POR CAROLINA G. MENÉNDEZ
En el occidente de Honduras, a 14 kilómetros de la frontera con Guatemala, existe un oasis de tranquilidad, naturaleza y cultura antigua. Se trata de Copán Ruinas, ciudad maya que llegó a alcanzar en el siglo VIII los 20.000 habitantes. Este sitio arqueológico, declarado en 1980 por la Unesco patrimonio de la humanidad, fue gobernado por la dinastía de Yax Kuk Mo entre los siglos V y IX y, según los archivos históricos, fue el español Diego García de Palacio el primero en dar a conocer su existencia por escrito en 1576.
Si hace casi 500 años adentrarse en este territorio selvático y descubrir sus ruinas tuvo que impactar sobremanera a los primeros visitantes, traspasar hoy en día la entrada del yacimiento asombra igualmente. La majestuosidad y belleza de los edificios meticulosamente construidos y en muy buen estado de conservación, el uso de jeroglíficos y el conocimiento de diversas artes, entre ellas la escultura o astronomía, ponen de manifiesto la inteligencia de la civilización maya. Esta cultura supone un atractivo singular para este entorno, frecuentado por arqueólogos, historiadores y antropólogos de medio mundo.
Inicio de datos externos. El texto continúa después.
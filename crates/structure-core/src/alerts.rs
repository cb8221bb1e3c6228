//! Per-structure alert evaluation.

use chrono::{DateTime, TimeDelta, Utc};
use serde::{Deserialize, Serialize};
use tracing::debug;

use crate::structure::{Structure, StructureState};

/// Thresholds applied to every structure in a poll.
#[derive(Debug, Clone, Copy, PartialEq, Eq, Serialize, Deserialize)]
pub struct AlertThresholds {
    /// Warn when fuel runs out sooner than this.
    pub too_soon: TimeDelta,
    /// Warn when an extraction arrives sooner than this.
    pub detonation_warning: TimeDelta,
    /// Warn when a jump gate holds less Liquid Ozone than this.
    pub jumpgate_fuel_warn: i64,
    /// Warn when a starbase holds fewer hours of strontium than this.
    pub stront_hours: i64,
}

impl Default for AlertThresholds {
    fn default() -> Self {
        Self {
            too_soon: TimeDelta::days(3),
            detonation_warning: TimeDelta::days(1),
            jumpgate_fuel_warn: 500_000,
            stront_hours: 12,
        }
    }
}

impl AlertThresholds {
    /// Sets the fuel warning window.
    #[must_use]
    pub const fn with_too_soon(mut self, too_soon: TimeDelta) -> Self {
        self.too_soon = too_soon;
        self
    }

    /// Sets the extraction warning window.
    #[must_use]
    pub const fn with_detonation_warning(mut self, warning: TimeDelta) -> Self {
        self.detonation_warning = warning;
        self
    }

    /// Sets the Liquid Ozone threshold.
    #[must_use]
    pub const fn with_jumpgate_fuel_warn(mut self, quantity: i64) -> Self {
        self.jumpgate_fuel_warn = quantity;
        self
    }

    /// Sets the strontium threshold.
    #[must_use]
    pub const fn with_stront_hours(mut self, hours: i64) -> Self {
        self.stront_hours = hours;
        self
    }
}

/// Alert facts for one accessible structure, plus the values needed to
/// render them.
#[derive(Debug, Clone, PartialEq, Serialize)]
pub struct StructureAlerts {
    /// Structure id.
    pub structure_id: i64,
    /// Structure name.
    pub name: String,
    /// Current state.
    pub state: StructureState,
    /// A moon drill has no extraction scheduled.
    pub needs_detonation: bool,
    /// The scheduled extraction arrives soon.
    pub detonates_soon: bool,
    /// A jump gate is low on Liquid Ozone.
    pub needs_ozone: bool,
    /// Fuel runs out soon.
    pub needs_fuel: bool,
    /// An armor or hull timer is running.
    pub reinforced: bool,
    /// In a vulnerability window.
    pub vulnerable: bool,
    /// A quantum core is installed.
    pub has_core: bool,
    /// A quantum core is required and missing.
    pub needs_core: bool,
    /// Unanchoring is scheduled.
    pub unanchoring: bool,
    /// Hourly fuel burn of the fitted services, when every module has a rate.
    pub fuel_rate: Option<f64>,
    /// Why the fuel rate could not be computed.
    pub fuel_rate_error: Option<String>,
    /// Liquid Ozone in the fuel bay.
    pub jump_fuel: i64,
    /// Scheduled extraction.
    pub detonation: Option<DateTime<Utc>>,
    /// End of the current state timer.
    pub state_timer_end: Option<DateTime<Utc>>,
    /// When the fuel bay runs dry.
    pub fuel_expires: Option<DateTime<Utc>>,
    /// Names of online services.
    pub online_services: Vec<String>,
    /// Names of offline services.
    pub offline_services: Vec<String>,
}

/// Outcome of evaluating one structure.
#[derive(Debug, Clone, PartialEq, Serialize)]
#[serde(tag = "kind", rename_all = "snake_case")]
pub enum StructureReport {
    /// Access was denied; nothing else is known.
    Inaccessible {
        /// Structure id.
        structure_id: i64,
        /// Solar system.
        system_id: i32,
        /// Solar system name, when resolved.
        system_name: Option<String>,
    },
    /// Predicates for an accessible structure.
    Alerts(StructureAlerts),
}

impl StructureReport {
    /// The fuel rate failure carried by an accessible structure, if any.
    #[must_use]
    pub fn fuel_rate_error(&self) -> Option<&str> {
        match self {
            Self::Alerts(alerts) => alerts.fuel_rate_error.as_deref(),
            Self::Inaccessible { .. } => None,
        }
    }
}

/// Evaluates every alert predicate for a structure.
///
/// Inaccessible structures are reported as such without touching their
/// fitting or fuel. A service module without a fuel attribute only voids
/// the fuel rate; the other predicates are still evaluated.
#[must_use]
pub fn evaluate(structure: &Structure, now: DateTime<Utc>, thresholds: &AlertThresholds) -> StructureReport {
    if !structure.accessible {
        debug!(structure_id = structure.structure_id, "structure is inaccessible");
        return StructureReport::Inaccessible {
            structure_id: structure.structure_id,
            system_id: structure.system_id,
            system_name: structure.system_name.clone(),
        };
    }

    let (fuel_rate, fuel_rate_error) = match structure.fuel_rate() {
        Ok(rate) => (Some(rate), None),
        Err(err) => {
            debug!(structure_id = structure.structure_id, error = %err, "fuel rate unavailable");
            (None, Some(err.to_string()))
        }
    };
    let alerts = StructureAlerts {
        structure_id: structure.structure_id,
        name: structure.name.clone(),
        state: structure.state,
        needs_detonation: structure.needs_detonation(),
        detonates_soon: structure.detonates_soon(now, thresholds.detonation_warning),
        needs_ozone: structure.needs_ozone(thresholds.jumpgate_fuel_warn),
        needs_fuel: structure.needs_fuel(now, thresholds.too_soon),
        reinforced: structure.reinforced(),
        vulnerable: structure.vulnerable(),
        has_core: structure.has_core(),
        needs_core: structure.needs_core(),
        unanchoring: structure.unanchoring(),
        fuel_rate,
        fuel_rate_error,
        jump_fuel: structure.jump_fuel(),
        detonation: structure.detonation,
        state_timer_end: structure.state_timer_end,
        fuel_expires: structure.fuel_expires,
        online_services: structure.online_services.clone(),
        offline_services: structure.offline_services.clone(),
    };
    debug!(
        structure_id = alerts.structure_id,
        needs_fuel = alerts.needs_fuel,
        needs_core = alerts.needs_core,
        reinforced = alerts.reinforced,
        vulnerable = alerts.vulnerable,
        "evaluated structure"
    );
    StructureReport::Alerts(alerts)
}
Además de recorrer este paraje histórico, el valle de Copán ofrece numerosas actividades, siempre con la naturaleza como protagonista: senderismo, espeleología, rutas a caballo, aguas termales, kayaks o incluso visitar una finca de café o una comunidad indígena.
Con un programa de entretenimiento tan atractivo y que seguro satisface al viajero, el establecimiento hotelero elegido para descansar de tan frenética actividad ha de ofrecer un entorno que invite al relax. Y a poca distancia del yacimiento, La Casa Rosada cumple con creces las expectativas de sus clientes. La dirección de este coqueto hotel colonial de sólo cinco habitaciones atiende con mimo las necesidades y antojos del turista, que puede enriquecer su estancia en el lugar con, por ejemplo, un masaje en la intimidad de la habitación o disfrutando de unas horas leyendo en un rincón del jardín.